Here's how: He made a statement. He, was the first-line winger around here, not any outside acquisition, not even a future Hall of Famer.
That determination, that drive you see from shift to shift, comes honestly.
Born in Laval, the quaint Montreal suburb where Mario Lemieux played his junior hockey, Dupuis' inspiration was his father, Claude, a workmanlike two-way winger in the 1970s for Maine of the old North American Hockey League. Claude never reached the NHL, but it wasn't for lack of effort.
“Everything comes from my dad, from watching him work,” Dupuis said. “I was 10 years old, and I was already squatting and running with sand bags on my back, just to be like my dad. He wasn't playing much anymore, so he showed me how, put me through it.”
Ultimately, though, he added, “It has to come from within. I've always believed that. My training, I don't do it for anybody else. I do it for my wife and kids. If the guy next to me doesn't do it, if he doesn't want to run back and forth from the training facility, if he doesn't want that extra half-hour on the bike, who cares? My father saw that I wanted to do it.”
The other trait shared by father and son?
“With the skill level I had, I knew I had to work.”
If petit Pascal didn't grasp it then, he sure did when he went undrafted in 2000 even after scoring 50 goals in 61 games for Shawinigan of the Quebec junior league.
He kept going. The Wild signed him as a free agent and, after a year in the minors, he was in the NHL to stay. And after the 2008 Marian Hossa trade — yep, it's still called the Hossa trade by most — Dupuis arrived from Atlanta as a near-afterthought and became a champion.
He kept going. He could have made a fine living as a solid third-liner, and on that alone he'd have exceeded expectations. But he elevated his way up to a line with Crosby, he benefited from clicking with the captain's unrivaled speed/skill combo and, in easily the most impressive achievement of his career, legitimately fit right in.

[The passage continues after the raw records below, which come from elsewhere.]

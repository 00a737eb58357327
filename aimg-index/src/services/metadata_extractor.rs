//! Image metadata extraction service
//!
//! Reads generation metadata embedded in PNG files using the `png` crate.
//!
//! Extracts:
//! - tEXt, zTXt and iTXt text chunks (keyword -> text)
//! - Pixel width and height from IHDR
//!
//! Only chunks that precede the image data are read; generators write
//! their parameters there.

use std::collections::HashMap;
use std::fs::File;
use std::io::BufReader;
use std::path::Path;
use thiserror::Error;

/// Metadata extraction errors
#[derive(Debug, Error)]
pub enum MetadataError {
    /// File exists but could not be decoded as PNG
    #[error("Failed to decode {path}: {reason}")]
    Decode { path: String, reason: String },

    /// I/O error (file open/read)
    #[error("I/O error: {0}")]
    IoError(#[from] std::io::Error),
}

/// Text fields and dimensions pulled out of one image file
#[derive(Debug, Clone, Default, PartialEq, Eq)]
pub struct ExtractedMetadata {
    /// Text chunk keyword -> value, keys exactly as stored in the file
    pub text: HashMap<String, String>,

    /// Pixel (width, height), absent when unknown
    pub dimensions: Option<(u32, u32)>,
}

/// Anything that can produce [`ExtractedMetadata`] for an absolute path
pub trait MetadataSource {
    fn extract(&self, path: &Path) -> Result<ExtractedMetadata, MetadataError>;
}

/// Metadata extractor for PNG files
#[derive(Debug, Default, Clone, Copy)]
pub struct PngMetadataExtractor;

impl PngMetadataExtractor {
    pub fn new() -> Self {
        Self
    }
}

impl MetadataSource for PngMetadataExtractor {
    fn extract(&self, path: &Path) -> Result<ExtractedMetadata, MetadataError> {
        let file = File::open(path)?;
        let decode_err = |e: png::DecodingError| MetadataError::Decode {
            path: path.display().to_string(),
            reason: e.to_string(),
        };

        let decoder = png::Decoder::new(BufReader::new(file));
        let reader = decoder.read_info().map_err(decode_err)?;
        let info = reader.info();

        let mut text = HashMap::new();
        for chunk in &info.uncompressed_latin1_text {
            text.insert(chunk.keyword.clone(), chunk.text.clone());
        }
        for chunk in &info.compressed_latin1_text {
            match chunk.get_text() {
                Ok(value) => {
                    text.insert(chunk.keyword.clone(), value);
                }
                Err(e) => tracing::warn!(
                    file = %path.display(),
                    keyword = %chunk.keyword,
                    "Skipping unreadable zTXt chunk: {}",
                    e
                ),
            }
        }
        for chunk in &info.utf8_text {
            match chunk.get_text() {
                Ok(value) => {
                    text.insert(chunk.keyword.clone(), value);
                }
                Err(e) => tracing::warn!(
                    file = %path.display(),
                    keyword = %chunk.keyword,
                    "Skipping unreadable iTXt chunk: {}",
                    e
                ),
            }
        }

        let dimensions = Some((info.width, info.height));

        tracing::debug!(
            file = %path.display(),
            keys = text.len(),
            width = info.width,
            height = info.height,
            "Extracted metadata"
        );

        Ok(ExtractedMetadata { text, dimensions })
    }
}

Still, he kept going. Last summer, he endured the most grueling workouts of his career in Quebec alongside defenseman Simon Despres — “Nobody does it like that man,” Despres will attest — then passed up money to play in Europe in favor of skating day after day with Crosby at Southpointe. The two were out there nearly every morning, often with no one else, carving up the ice.
Which isn't to suggest Dupuis has needed Crosby for everything, contrary to popular misconception.
Did you know that, since the 2011 Winter Classic in which Crosby was concussed, he's scored 32 goals without Crosby or Evgeni Malkin on the ice?
Did you know all but two of his goals the past two years came at even-strength or short-handed since he's rarely on the power play?
Did you know he just led the league with a plus-31 rating?
Did you see that laser over the shoulder of the Senators' Craig Anderson in Game 1 of the last round?
Neither did Anderson.
Dupuis is 34 now, he's been here six seasons, and he might not be around a whole lot longer with unrestricted free agency looming this summer and several other Penguins due to have their hands out. You should know that he wants to stay – “Winning is very important to me, and this team is like family,” he said. “Business will take care of itself” – but you also should realize he's undoubtedly the NHL's most underpaid player at $1.4 million, and that is certain to change.
It's about time to fully appreciate what he's brought, before it's too late.
“He's just become a great all-around player,” Crosby said. “The thing about Duper is that he gets better all the time because he works at it and because he learns. He never stops pushing.”
Maybe because he can't.
I pressed Dupuis a bit on the sense that someone's always been over his shoulder.
“You know,” he finally conceded. “I guess I don't really want to find out.”